Chestnut Hill

Mac sighting: C.K.S. International Airport, Taiwan - it’s leaving on a jet plane, but where is it going?

Who would have known Chestnut Hill had a post office? Certainly not someone who’d just put “Chestnut Hill” into to the USPS post office locator, which claims the closest P.O. is in Jamaica Plain.

If you know anything about Chestnut Hill, you know the locals won’t be going to JP for their stamps, 0.4 miles or no 0.4 miles. I hiked out there to meet Dr. Deb’s favorite oral surgeon, who, of course, wanted to remove all my wisdom teeth even though only half of them are ailing at the moment. I was on my way back to the Chestnut Hill T stop, inbound for the stunning variety of Brookline postal options, when I spotted it. It was lovely and well-manicured and looked exactly like a sterotypical post office. Inside the clerks were amazingly friendly and helpful - it was like being in a whole new postal world.

Don’t get me wrong - the Brookline people are nice, too, but the Chestnut Hill post office had that special Stepford Wives touch about it. Having accomplished my postal mission (a last-minute submission to Writers of the Future [the link is especially amusing if you have popups turned off]), I decided to take the scenic route east and walked towards the Chestnut Hill reservoir. I took a turn up Chestnut Hill Road, a private way, and it was like I’d stepped into another century.

Picture those gorgeous old houses you see in Newton when you’re driving out of the city on Route 9, but instead of being all crowded together imagine them with lots of immaculately landscaped space around each one. Throw in a few topiary trees and lots of slate roofs, and you have the Hill. I felt that I was polluting the shades of Chestnut Hill just by walking up the road with my CVS bag.

I emerged at the wrong end of the reservoir, with the homey asphalt landscaping of Boston proper equally far away on both sides. I went left. There’s a fence around the reservoir, but if you really wanted to get in there and spit in my drinking water, it wouldn’t be hard. (I’m trying to express a disturbing thought without attracting the eff bee eye or nasty people looking for water to spit in.) Many joggers passed me by, but eventually I reached Boston and lived to blog the tale.

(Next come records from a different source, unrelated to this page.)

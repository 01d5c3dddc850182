//! Engraving WASM API
//!
//! JavaScript-facing surface of the engine.
//!
//! # Module Structure
//!
//! - `helpers`: console logging, JS value conversion and validation
//! - `dispatch`: named actions with JSON parameters over one score session
//! - `types`: result structures returned to JavaScript
//! - `core`: the session registry and the `#[wasm_bindgen]` exports

pub mod helpers;
pub mod types;
pub mod dispatch;
pub mod core;

pub use core::*;
pub use dispatch::{ActionDispatcher, DispatchError, ScoreDispatcher, ACTIONS};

2 Responses to “Chestnut Hill”

  1. David Gilmartin Says:

    Just FYI, the Chestnut Hill Reservoir has not been an active reservoir for some time. It was taken out of regular service with the completion of the Hultman Aqueduct in 1940, but was used intermittently after that. It was last in service in 1974 or so. The MWRA keeps the Chestnut Hill (and a number of other reservoirs) for severe emergencies, but the situation would have to be catasptrophic for this source to be used.

    Currently, all of your drinking water comes from the Quabbin and Wachusett Reservoirs, located in Belchertown and West Boylston. All of the drinking water, once it is treated, is kept in covered reservoirs located outside of the city.

  2. Jemima Says:

    Thanks–that’s somewhat comforting, though I’ve been to the Quabbin and it’s even more spittable than Chestnut Hill.